First step is to perform regression analysis for two sample gourps sepreately and that would produce 4 scenarios.

Scenario 1
Dependent Variable Independent Variable Relationship
Yb Xb Strong Correlation
Ya Xa Strong Correlation
Scenario 2
Dependent Variable Independent Variable Relationship
Yb Xb Not Significant
Ya Xa Not Significant
Scenario 3
Dependent Variable Independent Variable Relationship
Yb Xb Not Significant
Ya Xa Strong Correlation
Scenario 4
Dependent Variable Independent Variable Relationship
Yb Xb Strong Correlation
Ya Xa Not Significant

It’s not hard to find that it is necessary to make a meaningful analysis further only under the scenario 1. For scenario 3 and 4, regression analysis already gives the answer that the relationship between dependent variable and independent variable are changed by treatment, from strong correlation to not significant correlation, or the oppsite way.

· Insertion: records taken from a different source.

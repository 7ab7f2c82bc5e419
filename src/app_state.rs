use std::sync::Arc;

use crate::auth::{AccessPolicy, TokenVerifier};
use crate::config::Config;
use crate::db::queries::person::PersonStore;

#[derive(Clone)]
pub struct AppState {
    pub store: Arc<dyn PersonStore>,
    pub verifier: Arc<TokenVerifier>,
    pub policy: AccessPolicy,
    /// Client whose `resource_access` roles are read from tokens.
    pub client_id: String,
}

impl AppState {
    pub fn new(
        store: Arc<dyn PersonStore>,
        verifier: TokenVerifier,
        policy: AccessPolicy,
        client_id: impl Into<String>,
    ) -> Self {
        Self {
            store,
            verifier: Arc::new(verifier),
            policy,
            client_id: client_id.into(),
        }
    }

    pub fn from_config(config: &Config, store: Arc<dyn PersonStore>) -> Self {
        Self::new(
            store,
            TokenVerifier::from_config(config),
            config.access_policy(),
            config.client_id.clone(),
        )
    }
}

The next step is to design a statistic that could represent the relationship between variable Y and X. Assume variable Y and X are linear correlated.

\[ Y=\alpha·X+\beta\\ \]

\(\alpha\) is slope and \(\beta\) is interception. It’s expected that the mean of Y and X has the same linear correlation.

\[ \bar{Y}=\alpha·\bar{X}+\beta \\ \]

Then we’ll get… \[ \begin{aligned} Y-\bar{Y} &=(\alpha·X + \beta) - (\alpha·\bar{X}+\beta) \\ &= \alpha(X-\bar{X})+(\beta-\beta) \\ &= \alpha(X-\bar{X}) \\ \end{aligned} \] So we get statistic \(\alpha\) \[ \begin{aligned} \alpha = \frac{Y-\bar{Y}}{X-\bar{X}} \end{aligned} \]

so we could use this linear transformation to get the statistic \(\alpha\) of both sample before and sample after.

statistic \(\alpha\)
Before After
\(\alpha_{b1} = \frac{Y_{b1}-\bar{Y_{b}}}{X_{b1}-\bar{X_{b}}}\) \(\alpha_{a1} = \frac{Y_{a1}-\bar{Y_{a}}}{X_{a1}-\bar{X_{a}}}\)
\(\alpha_{b2} = \frac{Y_{b2}-\bar{Y_{b}}}{X_{b2}-\bar{X_{b}}}\) \(\alpha_{a2} = \frac{Y_{a2}-\bar{Y_{a}}}{X_{a2}-\bar{X_{a}}}\)
… … … …
\(\alpha_{bn} = \frac{Y_{bn}-\bar{Y_{b}}}{X_{bn}-\bar{X_{b}}}\) \(\alpha_{an} = \frac{Y_{an}-\bar{Y_{a}}}{X_{an}-\bar{X_{a}}}\)

Caculate the sample mean, sample standard deviation and standard error.

\[ \bar{\alpha_{b}} = \frac{\sum\limits_{i=1}^{n}\alpha_{bi}}{n},\;\;\;\;\;\; \bar{\alpha_{a}} = \frac{\sum\limits_{i=1}^{n}\alpha_{ai}}{n},\;\;\;\;\;\; S_\alpha=\sqrt{\frac{\sum\limits_{i=1}^{n}(\alpha_{bi}-\alpha_{ai})^{2}}{n-1}},\;\;\;\;\;\; \sigma_\alpha=\frac{S}{\sqrt{n}} \]

Caculate the t statistics.

\[ \begin{aligned} t_\alpha=\frac{\bar{\alpha_b}-\bar{\alpha_a}}{\sigma} \end{aligned} \]

If \(t_\alpha\) is significant, then we could reject null hypothesis and accept the alternative hypothesis that the treatment has significant influence on the relationship between Dependent Variable Y and Independent Variable X. But if \(t_\alpha\) is not significant, we still need to test interception \(\beta\) to give a further conclution.

\[ \begin{aligned} &Y=\alpha·X+\beta\\ &\beta = Y - \alpha·X\\ \end{aligned} \]

Caculate the statistic \(\beta\)

statistic \(\beta\)
Before After
\(\beta_{b1} = {Y_{b1}-\alpha_{b}·X_{b1}}\) \(\beta_{a1} = {Y_{a1}-\alpha_{a}·X_{a1}}\)
\(\beta_{b2} = {Y_{b2}-\alpha_{b}·X_{b2}}\) \(\beta_{a1} = {Y_{a1}-\alpha_{a}·X_{a1}}\)
… … … …
\(\beta_{bn} = {Y_{bn}-\alpha_{b}·X_{bn}}\) \(\beta_{an} = {Y_{an}-\alpha_{a}·X_{an}}\)

As previous test for \(\alpha\), if \(t_\beta\) is significant, then we could reject null hypothesis and accept the alternative hypothesis that the treatment has significant influence on the relationship between Dependent Variable Y and Independent Variable X. But if both \(t_\alpha\) and \(t_\beta\) are not significant, we then have a solid reason retain the null hypothesis.

3. Demos

First step is to produce two random data set x and C with each size = 50.

Secondly, construct a function named rmplot with 4 input parameters.They are slope, interception, residual coefficient, and the indicator for before treament of after treament. For example, rmplot(slope,interception,res,t). The out put is scattor polt.

Thirdly, build a function to perform t-test. The output is T-test result.

demo1

x1 <- rmplot(2,-11,1,0)
x2 <- rmplot(2.5,30,1,1)
ttestplot()

demo2

x1 <- rmplot(2,-11,1,0)
x2 <- rmplot(3.5,30,1,1)
ttestplot()

demo3

x1 <- rmplot(2,-11,1,0)
x2 <- rmplot(5,30,1,1)
ttestplot()